Saved data entries
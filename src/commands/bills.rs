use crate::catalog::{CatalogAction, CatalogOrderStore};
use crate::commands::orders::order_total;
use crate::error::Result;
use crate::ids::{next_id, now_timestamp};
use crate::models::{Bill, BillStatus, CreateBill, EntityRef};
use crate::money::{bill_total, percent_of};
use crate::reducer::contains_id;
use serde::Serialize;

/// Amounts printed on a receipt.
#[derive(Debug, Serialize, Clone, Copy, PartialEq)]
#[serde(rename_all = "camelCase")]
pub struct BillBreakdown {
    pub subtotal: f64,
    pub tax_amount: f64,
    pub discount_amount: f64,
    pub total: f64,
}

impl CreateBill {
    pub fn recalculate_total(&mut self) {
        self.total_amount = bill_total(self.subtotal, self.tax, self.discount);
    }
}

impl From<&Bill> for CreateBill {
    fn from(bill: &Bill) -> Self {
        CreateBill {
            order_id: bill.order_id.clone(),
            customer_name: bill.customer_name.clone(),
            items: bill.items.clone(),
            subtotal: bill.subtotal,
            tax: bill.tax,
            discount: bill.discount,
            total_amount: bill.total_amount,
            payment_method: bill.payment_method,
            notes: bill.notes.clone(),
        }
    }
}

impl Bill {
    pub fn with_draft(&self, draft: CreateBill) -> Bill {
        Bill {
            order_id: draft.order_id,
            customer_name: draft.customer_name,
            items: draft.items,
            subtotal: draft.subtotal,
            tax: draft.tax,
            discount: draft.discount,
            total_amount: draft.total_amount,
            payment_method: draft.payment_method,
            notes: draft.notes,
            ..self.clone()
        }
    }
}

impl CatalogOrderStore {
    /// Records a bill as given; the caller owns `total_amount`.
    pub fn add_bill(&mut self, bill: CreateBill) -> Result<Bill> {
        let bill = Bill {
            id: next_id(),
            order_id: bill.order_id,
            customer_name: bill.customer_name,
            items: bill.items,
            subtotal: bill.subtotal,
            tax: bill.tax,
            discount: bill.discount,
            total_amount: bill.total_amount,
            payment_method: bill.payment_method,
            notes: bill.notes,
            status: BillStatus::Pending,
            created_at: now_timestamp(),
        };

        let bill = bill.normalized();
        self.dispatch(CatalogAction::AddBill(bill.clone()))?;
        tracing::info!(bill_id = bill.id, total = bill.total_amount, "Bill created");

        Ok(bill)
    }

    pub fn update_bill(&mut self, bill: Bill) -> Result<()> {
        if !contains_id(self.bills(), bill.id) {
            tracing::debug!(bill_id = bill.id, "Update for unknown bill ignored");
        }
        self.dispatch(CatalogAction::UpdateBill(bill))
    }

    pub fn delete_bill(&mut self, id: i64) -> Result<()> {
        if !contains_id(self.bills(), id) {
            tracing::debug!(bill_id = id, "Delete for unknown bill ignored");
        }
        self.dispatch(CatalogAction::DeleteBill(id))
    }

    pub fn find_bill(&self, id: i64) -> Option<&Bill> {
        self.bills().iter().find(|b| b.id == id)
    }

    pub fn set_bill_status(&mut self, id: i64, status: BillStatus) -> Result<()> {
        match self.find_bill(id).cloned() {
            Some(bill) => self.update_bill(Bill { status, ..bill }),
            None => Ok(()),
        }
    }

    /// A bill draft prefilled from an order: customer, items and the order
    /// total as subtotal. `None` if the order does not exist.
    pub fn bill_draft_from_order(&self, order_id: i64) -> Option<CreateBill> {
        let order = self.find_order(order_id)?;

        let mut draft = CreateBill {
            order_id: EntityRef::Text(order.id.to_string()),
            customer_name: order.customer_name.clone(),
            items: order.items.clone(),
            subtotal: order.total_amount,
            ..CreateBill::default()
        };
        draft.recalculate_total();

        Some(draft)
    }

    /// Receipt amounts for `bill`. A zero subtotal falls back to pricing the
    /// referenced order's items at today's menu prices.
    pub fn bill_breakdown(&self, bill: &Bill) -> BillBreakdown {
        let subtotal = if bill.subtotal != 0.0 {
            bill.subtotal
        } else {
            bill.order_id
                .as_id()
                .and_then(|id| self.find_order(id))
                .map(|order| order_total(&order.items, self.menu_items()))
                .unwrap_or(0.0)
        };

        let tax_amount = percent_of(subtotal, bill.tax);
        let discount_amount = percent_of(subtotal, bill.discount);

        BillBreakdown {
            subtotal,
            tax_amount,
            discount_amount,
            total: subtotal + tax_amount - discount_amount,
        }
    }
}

What this task involves: After counting the lines of the records above that hold the word "CreateBill", give the total and nothing else.

Answer for this exercise: 9